Headed down to Amroth with the wife after returning form Milford. Taking advantage of the low tide we walked the length of the beach and around the headland in the direction of Marros. 

However, whilst trying to keep track of a seal bobbing around just offshore I smacked my bare, right foot into a rock sticking out the sand. Hobbled back to the car and by the time we got back to the house the top joint of my middle toe was completely numb and resembled a red grape! The next morning it was still swollen and had become a deep, port wine colour. As there was little or no pain I could only assume that it was just badly bruised rather than broken. It certainly wasn't painful enough to stop me going fishing. 

I therefore set off to Lawrenny at first light with the bait rods to fish the flood. Arrived just as it was brightening up and, apart from a few plaintive cries from the juvenile gulls wanting breakfast, it was completely silent. Plan was to fish with a two hook flapper baited with rag on one rod and a running leger baited with crab on the other. However, when I unwrapped the latter I found that the soft backs that the tackle shop had given me had obviously started to harden up before they had been frozen. Made mounting them on the pennel rig a bit more difficult but with use of the scissors and plenty of elastic I eventually had a bait that I was happy with (and hopefully the bass as well). Popped both rods out into one of the gullies running down the beach, dropping the baits onto the crease formed by the incoming tide, and sat down to wait. 

About an hour in I had a big pull down and immediate drop back on the crab. Picked up the rod and wound down into a fish that was already steaming off upstream towards Creswell Quay. However, after a few seconds everything went solid as it presumably went through a clump of weed. After a bit of alternate slackening off and pulling the rig came free minus fish. Despite the disappointment (and a few expletives) I saw that as a good sign that there fish about. 

However, that turned out to be my one and only chance as I fished the next 3 hours all the way up to high tide without another bite! The only other excitement was when a peregrine came ghosting in low over the water, causing a flock of seagulls to scatter in noisy alarm. 

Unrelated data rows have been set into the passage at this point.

//! Event loop that owns the game.
//!
//! All input, whether from the player, an expired timer, or the voice watcher,
//! goes through one unbounded queue. The loop handles each message with a
//! single synchronous `Game::dispatch`, so a resolution and the clearing of
//! the selection always finish before the next message is looked at.

use crate::feedback::FeedbackEmitter;
use paraules_core::types::{Column, LetterCase};
use paraules_core::{Effect, Event, Game, GameView};
use rand::rngs::StdRng;
use std::time::Duration;
use thiserror::Error;
use tokio::sync::{mpsc, oneshot};
use tokio::task::JoinHandle;
use tracing::{debug, info, warn};

/// How often the voice watcher asks the speech backend for its voices.
pub const VOICE_POLL_INTERVAL: Duration = Duration::from_secs(2);

#[derive(Debug, Error)]
pub enum EngineError {
    #[error("engine stopped")]
    Stopped,
}

/// Messages accepted by the engine loop.
#[derive(Debug)]
pub enum Message {
    Game(Event),
    RefreshVoices,
    Snapshot(oneshot::Sender<GameView>),
    Shutdown,
}

/// Cloneable sender side of the engine.
#[derive(Debug, Clone)]
pub struct EngineHandle {
    tx: mpsc::UnboundedSender<Message>,
}

impl EngineHandle {
    fn send(&self, message: Message) -> Result<(), EngineError> {
        self.tx.send(message).map_err(|_| EngineError::Stopped)
    }

    pub fn dispatch(&self, event: Event) -> Result<(), EngineError> {
        self.send(Message::Game(event))
    }

    pub fn select_card(&self, column: Column, key: impl Into<String>) -> Result<(), EngineError> {
        self.dispatch(Event::SelectCard {
            column,
            key: key.into(),
        })
    }

    pub fn start_new_round(&self) -> Result<(), EngineError> {
        self.dispatch(Event::StartNewRound)
    }

    pub fn set_round_size(&self, size: usize) -> Result<(), EngineError> {
        self.dispatch(Event::SetRoundSize { size })
    }

    pub fn set_case(&self, uppercase: bool) -> Result<(), EngineError> {
        self.dispatch(Event::SetCase {
            case: LetterCase::from_uppercase(uppercase),
        })
    }

    pub fn refresh_voices(&self) -> Result<(), EngineError> {
        self.send(Message::RefreshVoices)
    }

    /// Current view, taken after every message sent before this call.
    pub async fn snapshot(&self) -> Result<GameView, EngineError> {
        let (tx, rx) = oneshot::channel();
        self.send(Message::Snapshot(tx))?;
        rx.await.map_err(|_| EngineError::Stopped)
    }

    pub fn shutdown(&self) -> Result<(), EngineError> {
        self.send(Message::Shutdown)
    }
}

/// Owner of the game state and the feedback capabilities.
pub struct Engine {
    game: Game,
    rng: StdRng,
    feedback: FeedbackEmitter,
    rx: mpsc::UnboundedReceiver<Message>,
    timers: mpsc::WeakUnboundedSender<Message>,
}

impl Engine {
    pub fn new(game: Game, rng: StdRng, feedback: FeedbackEmitter) -> (Self, EngineHandle) {
        let (tx, rx) = mpsc::unbounded_channel();
        let engine = Self {
            game,
            rng,
            feedback,
            rx,
            timers: tx.downgrade(),
        };
        (engine, EngineHandle { tx })
    }

    /// Spawn the loop on the current runtime.
    pub fn spawn(self) -> JoinHandle<()> {
        tokio::spawn(self.run())
    }

    /// Process messages until shutdown or until every handle is dropped.
    pub async fn run(mut self) {
        log_round(&self.game);
        while let Some(message) = self.rx.recv().await {
            match message {
                Message::Game(event) => self.handle_event(event),
                Message::RefreshVoices => self.feedback.refresh_voices(),
                Message::Snapshot(reply) => {
                    let _ = reply.send(self.game.view());
                }
                Message::Shutdown => break,
            }
        }
        self.feedback.release();
        info!("engine stopped");
    }

    fn handle_event(&mut self, event: Event) {
        let starts_round = matches!(event, Event::StartNewRound | Event::SetRoundSize { .. });
        debug!(?event, "event");

        let effects = self.game.dispatch(event, &mut self.rng);
        if starts_round {
            log_round(&self.game);
        }
        for effect in effects {
            self.apply(effect);
        }
    }

    fn apply(&mut self, effect: Effect) {
        match effect {
            Effect::PlayCue { cue } => {
                let (done, total) = self.game.round().progress();
                debug!(?cue, done, total, "resolved");
                self.feedback.play_cue(cue);
            }
            Effect::Speak { text } => self.feedback.speak(&text),
            Effect::ScheduleCelebrationClear { round, after } => {
                info!(round = %round, "round complete");
                let timers = self.timers.clone();
                tokio::spawn(async move {
                    tokio::time::sleep(after).await;
                    if let Some(tx) = timers.upgrade() {
                        let _ = tx.send(Message::Game(Event::CelebrationExpired { round }));
                    }
                });
            }
            Effect::Warn { warning } => warn!(%warning, "round size"),
        }
    }
}

fn log_round(game: &Game) {
    let round = game.round();
    info!(round = %round.id(), size = round.keys().len(), words = ?round.keys(), "round started");
}

/// Poll the speech backend's voice list on a fixed period.
///
/// Stops once the engine is gone.
pub fn spawn_voice_watcher(handle: EngineHandle, period: Duration) -> JoinHandle<()> {
    tokio::spawn(async move {
        let mut interval = tokio::time::interval(period);
        loop {
            interval.tick().await;
            if handle.refresh_voices().is_err() {
                break;
            }
        }
    })
}
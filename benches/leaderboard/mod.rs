mod queries;

use criterion::Criterion;

/// Register all single-threaded leaderboard benchmarks
pub fn register_benchmarks(c: &mut Criterion) {
    update_scores::register_benchmarks(c);
    queries::register_benchmarks(c);
}
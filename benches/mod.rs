use criterion::{criterion_group, criterion_main};

mod leaderboard;

use concurrent::register_benchmarks as register_concurrent_benchmarks;
use leaderboard::register_benchmarks as register_leaderboard_benchmarks;

// Define the benchmark groups
criterion_group!(
    benches,
    register_leaderboard_benchmarks,
    register_concurrent_benchmarks,
);

criterion_main!(benches);
use criterion::{BenchmarkId, Criterion};
use leaderboard_rs::Leaderboard;
use rust_decimal::Decimal;
use std::sync::{Arc, Barrier};
use std::thread;
use std::time::{Duration, Instant};

/// Register benchmarks that test different reader/writer mixes
pub fn register_benchmarks(c: &mut Criterion) {
    let mut group = c.benchmark_group("Leaderboard - Contention Patterns");
    group.sample_size(10);

    // Test with different read/write ratios
    for read_ratio in [0, 50, 95].iter() {
        // Fixed at 8 threads which is a common server core count
        let thread_count = 8;

        group.bench_with_input(
            BenchmarkId::new("read_write_ratio", read_ratio),
            read_ratio,
            |b, &read_ratio| {
                b.iter_custom(|iters| measure_read_write_mix(thread_count, iters, read_ratio));
            },
        );
    }

    group.finish();
}

/// Measures wall time for a mixed workload where `read_ratio` percent of the
/// operations are rank window queries and the rest are score updates.
fn measure_read_write_mix(thread_count: usize, iterations: u64, read_ratio: usize) -> Duration {
    let board = Arc::new(Leaderboard::new());
    let barrier = Arc::new(Barrier::new(thread_count + 1)); // +1 for main thread

    // Pre-populate so queries have something to traverse
    for id in 1..=1_000i64 {
        let _ = board.update_score(id, Decimal::from(id % 499 + 1));
    }

    let per_thread = iterations.max(1);
    let handles: Vec<_> = (0..thread_count)
        .map(|thread_id| {
            let board = Arc::clone(&board);
            let barrier = Arc::clone(&barrier);
            thread::spawn(move || {
                barrier.wait();
                for i in 0..per_thread {
                    let slot = (i as usize + thread_id) % 100;
                    if slot < read_ratio {
                        let start = (i % 900) as i32 + 1;
                        let _ = board.get_leaderboard(start, start + 49);
                    } else {
                        let id = (i as i64 * 31 + thread_id as i64) % 1_000 + 1;
                        let delta = Decimal::from(i as i64 % 11 - 5);
                        let _ = board.update_score(id, delta);
                    }
                }
            })
        })
        .collect();

    barrier.wait();
    let start = Instant::now();
    for handle in handles {
        let _ = handle.join();
    }
    start.elapsed()
}
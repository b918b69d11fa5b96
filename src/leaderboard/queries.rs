//! Rank window queries

use super::error::LeaderboardError;
use super::participant::{Participant, RankedParticipant};
use super::service::Leaderboard;
use rust_decimal::Decimal;
use tracing::trace;

impl Leaderboard {
    /// The customers ranked `start` through `end` inclusive, best first, with their
    /// dense 1-based ranks attached.
    ///
    /// A `start` past the end of the board yields an empty list; an `end` past it
    /// yields whatever remains. Ranks reflect the snapshot taken during the single
    /// shared index acquisition.
    pub fn get_leaderboard(
        &self,
        start: i32,
        end: i32,
    ) -> Result<Vec<RankedParticipant>, LeaderboardError> {
        if start < 1 || end < start {
            return Err(LeaderboardError::InvalidRankWindow { start, end });
        }
        trace!("Fetching leaderboard ranks {} to {}", start, end);

        let window = self
            .board
            .range((start - 1) as usize, (end - start + 1) as usize);
        Ok(with_ranks(&window, start))
    }

    /// The customer `id` together with up to `high` better-ranked and `low`
    /// worse-ranked neighbors, clamped to the board edges.
    ///
    /// `high` expands the window towards rank 1; `low` expands it away from it. The
    /// customer must currently be ranked, meaning known to the leaderboard with a
    /// strictly positive score.
    pub fn get_customer_with_neighbors(
        &self,
        id: i64,
        high: i32,
        low: i32,
    ) -> Result<Vec<RankedParticipant>, LeaderboardError> {
        if id <= 0 {
            return Err(LeaderboardError::InvalidCustomerId(id));
        }
        if high < 0 || low < 0 {
            return Err(LeaderboardError::NegativeNeighborCount { high, low });
        }

        let score = self
            .participants
            .get(&id)
            .map(|score| *score)
            .ok_or(LeaderboardError::CustomerNotRanked(id))?;
        if score <= Decimal::ZERO {
            return Err(LeaderboardError::CustomerNotRanked(id));
        }

        // The score read and the rank walk are separate acquisitions; a concurrent
        // update between them surfaces as the customer being unranked, never as a
        // torn window.
        let rank = self
            .board
            .rank(&Participant::new(id, score))
            .ok_or(LeaderboardError::CustomerNotRanked(id))?;
        trace!("Customer {} holds rank {}", id, rank);

        let first = rank.saturating_sub(high as usize).max(1);
        let count = rank + low as usize - first + 1;
        let window = self.board.range(first - 1, count);
        Ok(with_ranks(&window, first as i32))
    }
}

fn with_ranks(window: &[Participant], first_rank: i32) -> Vec<RankedParticipant> {
    window
        .iter()
        .enumerate()
        .map(|(offset, participant)| RankedParticipant::new(participant, first_rank + offset as i32))
        .collect()
}
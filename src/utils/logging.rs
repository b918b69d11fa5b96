use tracing_subscriber::EnvFilter;

/// Install a global `tracing` subscriber that honors `RUST_LOG`.
///
/// Safe to call more than once; only the first call installs anything.
pub fn setup_logger() {
    let _ = tracing_subscriber::fmt()
        .with_env_filter(EnvFilter::from_default_env())
        .try_init();
}
//! Small helpers shared by the library, demos and benches.

mod logging;

pub use logging::setup_logger;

Not to be outdone I returned this morning, this time with the lure rod. Arrived a couple of hours after low to find it was dull and overcast and the wind had switched round, blowing straight up the inlet from the main estuary. Found a bit of shelter in the lee of the sea wall and started off by "walking the dog" with a topwater over the shallows, but bits of weed coming in the with the tide kept fouling the hooks and killing the action of the lure. Therefore switched to my favourite X-130 in sardine. Waded slowly along the beach towards the point and was eventually rewarded by a thump on the rod tip, resulting in a schoolie bass not much bigger than the lure! Carried on, chopping and changing lures as the water clarity changed, and had another schoolie on an X-130 in candy. 

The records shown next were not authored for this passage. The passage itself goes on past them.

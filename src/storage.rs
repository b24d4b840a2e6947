//! Arena storage for Fibonacci heap nodes
//!
//! Nodes live in a [`SlotMap`] and refer to each other through
//! [`NodeHandle`] keys instead of pointers. The root list, every child list and
//! the parent back-references form a cyclic graph that cannot be expressed as
//! tree-shaped ownership; with an arena every relation is a plain handle and
//! relinking is handle reassignment.
//!
//! # Characteristics
//! - Contiguous memory allocation (better cache locality than boxed nodes)
//! - Generational keys detect stale handles after extraction
//! - The store has no heap behaviour of its own; list manipulation and
//!   linking live in the ring and consolidation modules
//!
//! Internally nodes refer to each other by `NodeKey`, a bare slot key. The
//! public [`NodeHandle`] pairs that key with the id of the arena that issued
//! it, so a handle from one arena is never resolved against another.

use std::sync::atomic::{AtomicU64, Ordering};

use slotmap::{new_key_type, SlotMap};

use crate::rank::Degree;

static NEXT_ARENA_ID: AtomicU64 = AtomicU64::new(0);

/// Process-unique identity of one arena.
#[derive(Debug, Clone, Copy, PartialEq, Eq, Hash)]
pub(crate) struct ArenaId(u64);

impl ArenaId {
    pub(crate) fn next() -> Self {
        ArenaId(NEXT_ARENA_ID.fetch_add(1, Ordering::Relaxed))
    }
}

new_key_type! {
    /// Slot key of a node inside one arena's store.
    pub(crate) struct NodeKey;
}

/// Stable handle to a node in a [`FibonacciArena`](crate::FibonacciArena).
///
/// Handles are generational: once the node is extracted the handle stays
/// stale forever, even if its slot is reused. A handle also remembers which
/// arena issued it; every other arena rejects it.
#[derive(Debug, Clone, Copy, PartialEq, Eq, Hash)]
pub struct NodeHandle {
    arena: ArenaId,
    key: NodeKey,
}

impl NodeHandle {
    pub(crate) fn new(arena: ArenaId, key: NodeKey) -> Self {
        Self { arena, key }
    }

    pub(crate) fn arena(self) -> ArenaId {
        self.arena
    }

    pub(crate) fn node_key(self) -> NodeKey {
        self.key
    }
}

/// A single heap node.
///
/// `left` and `right` are the node's neighbours in whichever circular list it
/// currently belongs to (the root list or exactly one parent's child list).
/// A freshly created node is a singleton ring and points at itself.
#[derive(Debug, Clone)]
pub(crate) struct Node<K> {
    pub(crate) key: K,
    pub(crate) degree: Degree,
    /// Cleared on link; never set since cascading cut is not supported.
    pub(crate) mark: bool,
    pub(crate) parent: Option<NodeKey>,
    /// Entry point into the child ring.
    pub(crate) child: Option<NodeKey>,
    pub(crate) left: NodeKey,
    pub(crate) right: NodeKey,
}

/// Owner of every node record in an arena.
#[derive(Debug, Clone)]
pub(crate) struct NodeStore<K> {
    nodes: SlotMap<NodeKey, Node<K>>,
}

impl<K> Default for NodeStore<K> {
    fn default() -> Self {
        Self {
            nodes: SlotMap::with_key(),
        }
    }
}

impl<K> NodeStore<K> {
    /// Allocates a singleton node: no parent, no child, linked to itself.
    pub(crate) fn allocate(&mut self, key: K) -> NodeKey {
        self.nodes.insert_with_key(|handle| Node {
            key,
            degree: 0,
            mark: false,
            parent: None,
            child: None,
            left: handle,
            right: handle,
        })
    }

    /// Removes a node record. The caller must already have unlinked it.
    pub(crate) fn free(&mut self, handle: NodeKey) -> Option<Node<K>> {
        self.nodes.remove(handle)
    }

    #[inline]
    pub(crate) fn get(&self, handle: NodeKey) -> Option<&Node<K>> {
        self.nodes.get(handle)
    }

    #[inline]
    pub(crate) fn contains(&self, handle: NodeKey) -> bool {
        self.nodes.contains_key(handle)
    }

    #[inline]
    pub(crate) fn len(&self) -> usize {
        self.nodes.len()
    }

    /// Immutable access to a node known to be live.
    ///
    /// Internal relations only ever hold live handles, so a miss here means
    /// the structure itself is corrupt.
    #[inline]
    pub(crate) fn node(&self, handle: NodeKey) -> &Node<K> {
        &self.nodes[handle]
    }

    #[inline]
    pub(crate) fn node_mut(&mut self, handle: NodeKey) -> &mut Node<K> {
        &mut self.nodes[handle]
    }

    #[inline]
    pub(crate) fn key(&self, handle: NodeKey) -> &K {
        &self.node(handle).key
    }

    #[inline]
    pub(crate) fn left(&self, handle: NodeKey) -> NodeKey {
        self.node(handle).left
    }

    #[inline]
    pub(crate) fn right(&self, handle: NodeKey) -> NodeKey {
        self.node(handle).right
    }

    #[inline]
    pub(crate) fn set_left(&mut self, handle: NodeKey, left: NodeKey) {
        self.node_mut(handle).left = left;
    }

    #[inline]
    pub(crate) fn set_right(&mut self, handle: NodeKey, right: NodeKey) {
        self.node_mut(handle).right = right;
    }
}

On the point itself I changed again to a Savage Gear sandeel, the extra weight required to get the lure down in the current, which was now ripping past the old wall. Allowed the lure to swing round, bumping bottom, before retrieving it back along the crease. A few casts later another thump on the rod tip resulted in one more schoolie, although it felt a lot bigger in the flow. The weather had turned pants by now, black and overcast and gusty. I'd also got fed up of being hit in the crotch by the wind-blown chop, so headed back home for a coffee and a bacon sarnie. Might have a rest day tomorrow - can't cope with two early mornings in a row at my age! I've also had a tip-off about trigger fish that I might follow up on the right tide (thanks Dave!).

1 comment:

  1. A knowledgeable local confirmed that it wasn't a fluke sighting. Happy hunting.